The US is on the right course according to South Carolina Lindsey Graham. "I think it is undeniably working... Security is better in Iraq than it has been before. Anbar has been retaken from the enemy. Al-Qaida is on the run. So, yes, I am very pleased with the results of the surge. There is local political reconciliation. The people in Iraq are war-weary.”
No matter what the Whitehouse reports this week, many American minds are made up. There is a sense of skepticism in the Bush Administration. Some are weary of previous rosy assessments that did not pan-out.
Many Americans have lost confidence in the President and his neo-conservative colleagues.
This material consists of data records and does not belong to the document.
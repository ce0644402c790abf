//! Order repository.

use chrono::{DateTime, Utc};

use mystery_sack_core::{OrderId, OrderStatus, PhoneNumber, Price, UserId};

use super::RepositoryError;
use crate::models::{DeliveryMethod, Order, OrderLine, PaymentMethod};

/// Days between placement and the estimated delivery date.
const ESTIMATED_DELIVERY_DAYS: i64 = 3;

/// Fields needed to record a placed order.
#[derive(Debug, Clone)]
pub struct NewOrder {
    pub user_id: UserId,
    pub lines: Vec<OrderLine>,
    pub total: Price,
    pub recipient_name: String,
    pub phone_number: PhoneNumber,
    pub address: String,
    pub delivery_method: DeliveryMethod,
    pub payment_method: PaymentMethod,
}

/// Order table, oldest first.
#[derive(Debug, Default)]
pub struct OrderRepository {
    rows: Vec<Order>,
}

impl OrderRepository {
    /// Create an empty order repository.
    #[must_use]
    pub const fn new() -> Self {
        Self { rows: Vec::new() }
    }

    /// Record a new order in `pending` status.
    pub fn insert(&mut self, new_order: NewOrder, now: DateTime<Utc>) -> Order {
        let next = self.rows.iter().map(|o| o.id.as_i32()).max().unwrap_or(0) + 1;
        let order = Order {
            id: OrderId::new(next),
            user_id: new_order.user_id,
            lines: new_order.lines,
            total: new_order.total,
            status: OrderStatus::Pending,
            tracking_number: None,
            recipient_name: new_order.recipient_name,
            phone_number: new_order.phone_number,
            address: new_order.address,
            delivery_method: new_order.delivery_method,
            payment_method: new_order.payment_method,
            created_at: now,
            updated_at: now,
            estimated_delivery: Some(now + chrono::TimeDelta::days(ESTIMATED_DELIVERY_DAYS)),
        };
        self.rows.push(order.clone());
        order
    }

    #[must_use]
    pub fn get(&self, id: OrderId) -> Option<&Order> {
        self.rows.iter().find(|o| o.id == id)
    }

    /// Mutable access to an order.
    ///
    /// # Errors
    ///
    /// Returns `RepositoryError::NotFound` if no order has this ID.
    pub fn get_mut(&mut self, id: OrderId) -> Result<&mut Order, RepositoryError> {
        self.rows
            .iter_mut()
            .find(|o| o.id == id)
            .ok_or_else(|| RepositoryError::NotFound(format!("order {id}")))
    }

    /// All orders, oldest first.
    #[must_use]
    pub fn list(&self) -> &[Order] {
        &self.rows
    }

    /// Orders placed by one user, newest first.
    #[must_use]
    pub fn list_for_user(&self, user_id: UserId) -> Vec<&Order> {
        self.rows
            .iter()
            .rev()
            .filter(|o| o.user_id == user_id)
            .collect()
    }

    #[must_use]
    pub fn len(&self) -> usize {
        self.rows.len()
    }

    #[must_use]
    pub fn is_empty(&self) -> bool {
        self.rows.is_empty()
    }
}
Even before the wa,r the American people and most members of Congress were only given a Whitepaper outlining the possible threat from Saddam.
The Whitepaper left out crucial information about the estimates of reliability concerning the yellowcake uranium, the meeting in Prague between the Iraqi government and Al Qaeda, the mobile weapons laboratories and the attempted importation of aluminum tubes.
Only the Senate Intelligence Committee saw the complete report. Another crucial detail hidden from the rest of the Senate and the American people had to do with the threat posed by the Iraqi leader. The original National Intelligence Estimate (NIE) stated that Saddam was not likely to be a threat unless military action was taken against him. This was left out of the Whitepaper presented to the public and Congress.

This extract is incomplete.